Loan waiver clubbed with fertiliser subsidy proves the point

A debt waiver of Rs.60,000 crore is being seen as an important step to win over rural hearts, where the major chunk of the vote bank lies. And though this might appear to be a realisation of the farmers agony in the Delhi power circle, the only thing left to be said is that was ‘myopic’! The farmers would have benefited more, had the money been utilised to improve rural infrastructure. The agriculture sector requires revolution, not just reforms. On May 23, 2008 the loan waiver was increased to Rs.716.80 billion from Rs.600 billion. A re-estimate shows the number of beneficiaries have risen from 30 million small and marginal farmers to 36.9 million!
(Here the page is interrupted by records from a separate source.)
use std::time::Duration;

use tagrpc_filter::{Filter, FilterChain};
use tagrpc_frame::{FrameConfig, DEFAULT_MAX_PAYLOAD};
use tagrpc_transport::DEFAULT_CONNECT_TIMEOUT;

use crate::error::ConnectError;

/// Configuration for one connection.
#[derive(Debug, Clone)]
pub struct ConnectionConfig {
    /// Time allowed for resolving and connecting. Default: 5 seconds.
    pub connect_timeout: Duration,
    /// Per-call response deadline. Default: `None` (wait until a response
    /// arrives or the connection closes).
    pub call_timeout: Option<Duration>,
    /// Maximum frame payload size in either direction. Default: 16 MiB.
    pub max_payload_size: usize,
    /// Disable Nagle's algorithm on the socket. Default: true.
    pub nodelay: bool,
    /// Stages applied to request payloads, left to right.
    pub outbound_filters: FilterChain,
    /// Stages applied to response payloads, left to right.
    pub inbound_filters: FilterChain,
}

impl Default for ConnectionConfig {
    fn default() -> Self {
        Self {
            connect_timeout: DEFAULT_CONNECT_TIMEOUT,
            call_timeout: None,
            max_payload_size: DEFAULT_MAX_PAYLOAD,
            nodelay: true,
            outbound_filters: FilterChain::new(),
            inbound_filters: FilterChain::new(),
        }
    }
}

impl ConnectionConfig {
    pub fn with_connect_timeout(mut self, timeout: Duration) -> Self {
        self.connect_timeout = timeout;
        self
    }

    pub fn with_call_timeout(mut self, timeout: Duration) -> Self {
        self.call_timeout = Some(timeout);
        self
    }

    pub fn with_max_payload_size(mut self, max_payload_size: usize) -> Self {
        self.max_payload_size = max_payload_size;
        self
    }

    pub fn with_nodelay(mut self, nodelay: bool) -> Self {
        self.nodelay = nodelay;
        self
    }

    pub fn with_outbound_filters(mut self, filters: impl IntoIterator<Item = Filter>) -> Self {
        self.outbound_filters = filters.into_iter().collect();
        self
    }

    pub fn with_inbound_filters(mut self, filters: impl IntoIterator<Item = Filter>) -> Self {
        self.inbound_filters = filters.into_iter().collect();
        self
    }

    /// Frame codec settings derived from this config.
    pub fn frame_config(&self) -> FrameConfig {
        FrameConfig {
            max_payload_size: self.max_payload_size,
        }
    }

    pub(crate) fn validate(&self) -> Result<(), ConnectError> {
        if self.connect_timeout.is_zero() {
            return Err(ConnectError::InvalidConfig(
                "connect_timeout must be greater than zero".to_string(),
            ));
        }
        if self.call_timeout.is_some_and(|t| t.is_zero()) {
            return Err(ConnectError::InvalidConfig(
                "call_timeout must be greater than zero".to_string(),
            ));
        }
        if self.max_payload_size == 0 {
            return Err(ConnectError::InvalidConfig(
                "max_payload_size must be greater than zero".to_string(),
            ));
        }
        Ok(())
    }
}

#[cfg(test)]
mod tests {
    use super::*;

    #[test]
    fn defaults() {
        let cfg = ConnectionConfig::default();
        assert_eq!(cfg.connect_timeout, Duration::from_secs(5));
        assert!(cfg.call_timeout.is_none());
        assert_eq!(cfg.max_payload_size, DEFAULT_MAX_PAYLOAD);
        assert!(cfg.nodelay);
        assert!(cfg.outbound_filters.is_empty());
        assert!(cfg.inbound_filters.is_empty());
        assert!(cfg.validate().is_ok());
    }

    #[test]
    fn builders_apply() {
        let cfg = ConnectionConfig::default()
            .with_connect_timeout(Duration::from_millis(250))
            .with_call_timeout(Duration::from_secs(1))
            .with_max_payload_size(1024)
            .with_nodelay(false)
            .with_outbound_filters([Filter::Compress { level: 3 }])
            .with_inbound_filters(vec![Filter::decompress()]);

        assert_eq!(cfg.connect_timeout, Duration::from_millis(250));
        assert_eq!(cfg.call_timeout, Some(Duration::from_secs(1)));
        assert_eq!(cfg.frame_config().max_payload_size, 1024);
        assert!(!cfg.nodelay);
        assert_eq!(cfg.outbound_filters.names(), vec!["compress"]);
        assert_eq!(cfg.inbound_filters.names(), vec!["decompress"]);
    }

    #[test]
    fn rejects_zero_values() {
        assert!(ConnectionConfig::default()
            .with_connect_timeout(Duration::ZERO)
            .validate()
            .is_err());
        assert!(ConnectionConfig::default()
            .with_call_timeout(Duration::ZERO)
            .validate()
            .is_err());
        assert!(ConnectionConfig::default()
            .with_max_payload_size(0)
            .validate()
            .is_err());
    }
}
But then it’s also no more a hidden truth that most of these farmers are not the real beneficiaries of these schemes as most of them have small or negligible land holdings. And for that matter, these farmers [with small land holdings] have to rely on local moneylenders.

Even India’s fertiliser subsidy has been increased by 135.5% [to Rs. 95,000 crore] this fiscal as the government seeks to shield farmers from rising international prices. A good thought indeed, but then lets understand it from below the surface. The shares of fertiliser firms like Tata Chemicals Ltd, Rashtriya Chemicals and Fertilisers Ltd, National Fertilisers Ltd et al rose by 7% after the announcement. This clearly shows that this increase will do more good to the fertiliser companies rather than to the end users. These subsidies, as always, will never reach the farmers and will be adjusted by the manufacturers & middlemen in the supply-chain. All looks perfect on paper. However, if they are not implemented well, they could produce more adverse effects than anticipated. India badly needs a transparent and a corruption-free implementation of these schemes, especially in the rural areas. Moreover, here the need of the hour is that some of our foreign-educated Ministers need to pick up a lesson from the books of the European system where the credit mechanism works directly between the government & farmers and there is no menace of the middlemen.
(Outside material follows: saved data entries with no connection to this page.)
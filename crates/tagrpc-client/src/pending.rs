//! Pending-call table: correlation tag → single-delivery result slot.
//!
//! Registration (call path), resolution (receive loop) and teardown all go
//! through one mutex, which also guards the closed flag. A call can therefore
//! never register after teardown has drained the table, and a response can
//! never be delivered twice.
//!
//! A call abandoned after its frame went out leaves a marker under its tag.
//! The next frame on that tag is the abandoned call's late response: it is
//! discarded and the marker cleared, and only then can the tag be registered
//! again.

use std::collections::HashMap;
use std::sync::{Arc, Mutex, MutexGuard, PoisonError};
use std::time::Instant;

use bytes::Bytes;
use tokio::sync::oneshot;
use tracing::{debug, trace};

use crate::error::{CallError, Result};
use crate::gate::TagTurn;

type Delivery = Result<Bytes>;

enum Slot {
    Waiting {
        id: u64,
        tx: oneshot::Sender<Delivery>,
    },
    /// Holds the tag's gate turn until the late response is consumed.
    Abandoned { _turn: Option<TagTurn> },
}

#[derive(Default)]
struct TableState {
    slots: HashMap<u32, Slot>,
    closed: bool,
    next_id: u64,
}

/// Mapping from correlation tag to the call waiting on it.
#[derive(Clone, Default)]
pub struct PendingTable {
    state: Arc<Mutex<TableState>>,
}

impl PendingTable {
    pub fn new() -> Self {
        Self::default()
    }

    /// Register a call waiting on `tag`.
    ///
    /// Fails with [`CallError::ConnectionClosed`] once the table has been
    /// drained, and with [`CallError::TagInUse`] while another registration
    /// (or an abandoned call's unanswered frame) for the same tag is
    /// outstanding.
    pub fn register(&self, tag: u32) -> Result<PendingSlot> {
        let mut state = self.lock();
        if state.closed {
            return Err(CallError::ConnectionClosed);
        }
        if state.slots.contains_key(&tag) {
            return Err(CallError::TagInUse(tag));
        }

        let id = state.next_id;
        state.next_id += 1;
        let (tx, rx) = oneshot::channel();
        state.slots.insert(tag, Slot::Waiting { id, tx });
        trace!(tag, id, "registered pending call");

        Ok(PendingSlot {
            tag,
            id,
            submitted_at: Instant::now(),
            written: false,
            turn: None,
            rx,
            table: Arc::clone(&self.state),
        })
    }

    /// Deliver `payload` to the call registered under `tag`.
    ///
    /// Returns `false` when no call is waiting: a stale or duplicate frame, or
    /// the late response of an abandoned call.
    pub fn resolve(&self, tag: u32, payload: Bytes) -> bool {
        let slot = self.lock().slots.remove(&tag);
        match slot {
            Some(Slot::Waiting { tx, .. }) => tx.send(Ok(payload)).is_ok(),
            Some(Slot::Abandoned { .. }) => {
                debug!(tag, "discarded late response of abandoned call");
                false
            }
            None => false,
        }
    }

    /// Fail every outstanding call and refuse further registrations.
    ///
    /// Returns how many waiting calls were failed. Calling it again is a no-op.
    pub fn drain_all(&self, failure: impl Fn() -> CallError) -> usize {
        let drained: Vec<Slot> = {
            let mut state = self.lock();
            state.closed = true;
            state.slots.drain().map(|(_, slot)| slot).collect()
        };

        let mut count = 0;
        for slot in drained {
            if let Slot::Waiting { tx, .. } = slot {
                let _ = tx.send(Err(failure()));
                count += 1;
            }
        }
        count
    }

    /// Number of calls waiting for a response.
    pub fn len(&self) -> usize {
        self.lock()
            .slots
            .values()
            .filter(|slot| matches!(slot, Slot::Waiting { .. }))
            .count()
    }

    pub fn is_empty(&self) -> bool {
        self.len() == 0
    }

    /// Whether [`PendingTable::drain_all`] has run.
    pub fn is_closed(&self) -> bool {
        self.lock().closed
    }

    fn lock(&self) -> MutexGuard<'_, TableState> {
        lock_state(&self.state)
    }
}

fn lock_state(state: &Mutex<TableState>) -> MutexGuard<'_, TableState> {
    state.lock().unwrap_or_else(PoisonError::into_inner)
}

/// The waiting side of one registration.
///
/// Dropping an unresolved slot removes its own registration (and only its
/// own). If its frame was already written, the registration is replaced by a
/// marker that swallows the late response.
pub struct PendingSlot {
    tag: u32,
    id: u64,
    submitted_at: Instant,
    written: bool,
    turn: Option<TagTurn>,
    rx: oneshot::Receiver<Delivery>,
    table: Arc<Mutex<TableState>>,
}

impl PendingSlot {
    pub fn tag(&self) -> u32 {
        self.tag
    }

    pub fn submitted_at(&self) -> Instant {
        self.submitted_at
    }

    /// Record that the request frame is on its way to the peer.
    pub fn mark_written(&mut self) {
        self.written = true;
    }

    /// Keep the tag's gate turn until this call is answered.
    pub(crate) fn hold_turn(&mut self, turn: TagTurn) {
        self.turn = Some(turn);
    }

    /// Wait for the response payload or the teardown failure.
    pub async fn wait(mut self) -> Result<Bytes> {
        match (&mut self.rx).await {
            Ok(delivery) => delivery,
            // Sender dropped without a delivery: the table itself went away.
            Err(_) => Err(CallError::ConnectionClosed),
        }
    }
}

impl Drop for PendingSlot {
    fn drop(&mut self) {
        let mut state = lock_state(&self.table);
        let ours = matches!(
            state.slots.get(&self.tag),
            Some(Slot::Waiting { id, .. }) if *id == self.id
        );
        if !ours {
            return;
        }

        if self.written {
            let turn = self.turn.take();
            let replaced = state
                .slots
                .insert(self.tag, Slot::Abandoned { _turn: turn });
            drop(state);
            drop(replaced);
            debug!(tag = self.tag, id = self.id, "abandoned call awaiting late response");
        } else {
            let removed = state.slots.remove(&self.tag);
            drop(state);
            drop(removed);
            trace!(tag = self.tag, id = self.id, "abandoned pending call");
        }
    }
}

impl std::fmt::Debug for PendingSlot {
    fn fmt(&self, f: &mut std::fmt::Formatter<'_>) -> std::fmt::Result {
        f.debug_struct("PendingSlot")
            .field("tag", &self.tag)
            .field("id", &self.id)
            .field("submitted_at", &self.submitted_at)
            .field("written", &self.written)
            .finish()
    }
}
The efficiency level is high, and the money is directly and immediately reimbursed once the credit is taken by the farmer. However, appropriate care has to be taken in this regard too as even protectionism has its perils...

In the end, though India is striving to incorporate such strategies and policy mechanisms (the last budget stands proof), powerful defaulters can send the wrong message, which can lead to anarchy and chaos amongst the vulnerable farmers. Frustratingly, Indian politicians need to show more ‘logical’ care than just distribute humanitarian alms.